絡む指 強引な誘い 背には壁 Ⅱ
 だがその一瞬で次の言葉を考えているんだろうという気がした。
「多分きっと、あの人が日本にいたら、私は追いかけてしまいます。だけど今はロンドンにいて、私には仕事がある。だから、今のうちに忘れるんです。いや、忘れてたんです。だけど前に一度再会して、完全に思い出してしまって……。
 もう一回忘れるのはきっと大変です。だけど、忘れないと、あの人を追いかけても、私とあの人には先が、未来がありません」
「……そうか」 
 意外にも彼女は続ける。
「忘れ方が分かっているから、きっと時間をかければ大丈夫だと思うんです。
 でも、携帯に電話番号がちゃんとメモリーされていて、きっとロンドンに行きたいといえばいつでも来ていいって言ってくれる。

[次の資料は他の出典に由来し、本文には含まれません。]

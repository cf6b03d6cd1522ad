//! Deterministic noise and random streams for level generation
//!
//! Architecture:
//! 1. `bit_noise` - SquirrelNoise5 integer hash, folded to 2D/3D/4D
//! 2. `interpolation` - saturating lerp/smoothstep/smootherstep
//! 3. `rng` - sequential streams over the 1D noise, weighted selection
//! 4. `perlin` - 2D gradient noise with hash-derived gradients
//!
//! Everything here is a pure function of its seed and inputs.

pub mod bit_noise;
pub mod interpolation;
pub mod perlin;
pub mod rng;

pub use bit_noise::{
    squirrel_noise5, noise_u32_1d, noise_u32_2d, noise_u32_3d, noise_u32_4d,
    noise_unit_1d, noise_unit_2d, noise_unit_3d, noise_unit_4d, MAX_INT32,
};
pub use interpolation::{lerp, lerp_between, smoothstep, smootherstep, InterpolateFn};
pub use perlin::{Perlin2D, PerlinOptions, Point, SpatialScale, GradientNoiseFn};
pub use rng::{SequentialRng, RngOptions, RngState, Weighted, NoiseFn};

#[derive(Debug, Clone, PartialEq, Eq, thiserror::Error)]
pub enum NoiseError {
    #[error("cannot select from an empty list of choices")]
    EmptyChoices,
}
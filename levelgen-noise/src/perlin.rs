//! 2D gradient (Perlin) noise
//!
//! Gradients are not stored: each lattice corner derives its unit gradient
//! from the 2D bit noise, so a field is a pure function of its seed and
//! options. Output is not clamped; it stays within
//! `[-theoretical_amplitude, theoretical_amplitude]` and callers rescale it
//! themselves.

use crate::bit_noise::noise_unit_2d;
use crate::interpolation::{lerp_between, smootherstep, InterpolateFn};

/// Maps a lattice corner and a seed to a value in `[0, 1]`
pub type GradientNoiseFn = fn(i32, i32, u32) -> f64;

const DIMENSIONS: f64 = 2.0;

#[derive(Debug, Clone, Copy, PartialEq)]
#[cfg_attr(feature = "serde", derive(serde::Serialize, serde::Deserialize))]
pub struct Point {
    pub x: f64,
    pub y: f64,
}

impl Point {
    pub const fn new(x: f64, y: f64) -> Self {
        Self { x, y }
    }
}

/// Stretch applied to sample positions before the lattice lookup
#[derive(Debug, Clone, Copy, PartialEq)]
pub struct SpatialScale {
    pub x: f64,
    pub y: f64,
}

impl Default for SpatialScale {
    fn default() -> Self {
        Self { x: 1.0, y: 1.0 }
    }
}

#[derive(Debug, Clone, Copy)]
pub struct PerlinOptions {
    pub seed: u32,
    pub spatial_scale: SpatialScale,
    pub interpolate: InterpolateFn,
    pub gradient_noise: GradientNoiseFn,
}

impl Default for PerlinOptions {
    fn default() -> Self {
        Self {
            seed: 0,
            spatial_scale: SpatialScale::default(),
            interpolate: smootherstep,
            gradient_noise: noise_unit_2d,
        }
    }
}

impl PerlinOptions {
    pub fn with_scale(mut self, x: f64, y: f64) -> Self {
        self.spatial_scale = SpatialScale { x, y };
        self
    }

    pub fn with_interpolation(mut self, interpolate: InterpolateFn) -> Self {
        self.interpolate = interpolate;
        self
    }

    pub fn with_gradient_noise(mut self, gradient_noise: GradientNoiseFn) -> Self {
        self.gradient_noise = gradient_noise;
        self
    }
}

/// Integer cell of the lattice surrounding a sample
struct LatticeCell {
    left: i32,
    right: i32,
    bottom: i32,
    top: i32,
}

#[derive(Debug, Clone)]
pub struct Perlin2D {
    seed: u32,
    spatial_scale: SpatialScale,
    interpolate: InterpolateFn,
    gradient_noise: GradientNoiseFn,
    theoretical_amplitude: f64,
}

impl Perlin2D {
    pub fn new(seed: u32) -> Self {
        Self::with_options(PerlinOptions { seed, ..Default::default() })
    }

    pub fn with_options(options: PerlinOptions) -> Self {
        Self {
            seed: options.seed,
            spatial_scale: options.spatial_scale,
            interpolate: options.interpolate,
            gradient_noise: options.gradient_noise,
            // sqrt(N/4) bounds N-dimensional Perlin noise
            theoretical_amplitude: (DIMENSIONS / 4.0).sqrt(),
        }
    }

    pub fn seed(&self) -> u32 {
        self.seed
    }

    pub fn spatial_scale(&self) -> SpatialScale {
        self.spatial_scale
    }

    pub fn theoretical_amplitude(&self) -> f64 {
        self.theoretical_amplitude
    }

    /// Noise at `position` after spatial scaling
    pub fn value_at(&self, position: Point) -> f64 {
        self.raw_at(Point {
            x: position.x / self.spatial_scale.x,
            y: position.y / self.spatial_scale.y,
        })
    }

    /// Noise at `position` rescaled from the theoretical range into `[-1, 1]`
    pub fn value_saturated_at(&self, position: Point) -> f64 {
        self.value_in_range(position, -1.0, 1.0)
    }

    /// Noise at `position` rescaled from the theoretical range into `[low, high]`
    pub fn value_in_range(&self, position: Point, low: f64, high: f64) -> f64 {
        lerp_between(
            low,
            high,
            self.value_at(position),
            -self.theoretical_amplitude,
            self.theoretical_amplitude,
        )
    }

    /// Unscaled noise: interpolate the bottom pair, then the top pair, then
    /// between the two.
    pub fn raw_at(&self, position: Point) -> f64 {
        let cell = Self::lattice_cell(position);
        let weight_x = position.x - cell.left as f64;
        let weight_y = position.y - cell.bottom as f64;

        let bottom_left = self.dot_with_gradient(cell.left, cell.bottom, position);
        let bottom_right = self.dot_with_gradient(cell.right, cell.bottom, position);
        let bottom = (self.interpolate)(bottom_left, bottom_right, weight_x);

        let top_left = self.dot_with_gradient(cell.left, cell.top, position);
        let top_right = self.dot_with_gradient(cell.right, cell.top, position);
        let top = (self.interpolate)(top_left, top_right, weight_x);

        (self.interpolate)(bottom, top, weight_y)
    }

    fn lattice_cell(position: Point) -> LatticeCell {
        let left = position.x.floor() as i32;
        let bottom = position.y.floor() as i32;
        LatticeCell {
            left,
            right: left.wrapping_add(1),
            bottom,
            top: bottom.wrapping_add(1),
        }
    }

    /// Pseudo-random unit gradient at a lattice corner
    pub fn gradient_at(&self, i: i32, j: i32) -> Point {
        let angle = std::f64::consts::TAU * (self.gradient_noise)(i, j, self.seed);
        Point { x: angle.sin(), y: angle.cos() }
    }

    fn dot_with_gradient(&self, i: i32, j: i32, position: Point) -> f64 {
        let gradient = self.gradient_at(i, j);
        let dx = position.x - i as f64;
        let dy = position.y - j as f64;
        dx * gradient.x + dy * gradient.y
    }
}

 違うんです。ロンドンに行っても本当に、友人みたいに過ごすだけ。
 そんな関係はすごく苦しい。だけど、会える。
 ……でも、総会で会っても、なんというか、大丈夫になってきたんです。
 だから、今度は大丈夫って感じで忘れられてきたのかな……」
 彼女は一気に喋りながらも、ずっと前を見ている。
「俺が、忘れさせてやれればいいけどな……」
 香月は意外にも笑った。
「ダメです。人に頼っても全然忘れられない」
 廊下の突き当たり、エレベーターが閉まりそうになる直前に宮下は飛び乗った。中に入ってドアを開け、香月を招きいれる。
 その手をとる。
 彼女はさっきと同じように柔らかい。
「……」
 彼女は視線を落としたままで。
「……」
 何も言わない。
 宮下は心配になって覗き込み、その表情を確かめる。
「……大人になれば、違うかもしれません」
「大人?」
 その表情は硬い。
「私がもう少し大人になれば、もうちょっとうまくいくかも」
「……そうだな」
 宮下はその手をゆっくりと離す。
 彼女は何も反応せず、ただエレベーターが到着した音だけが、静かに響いた。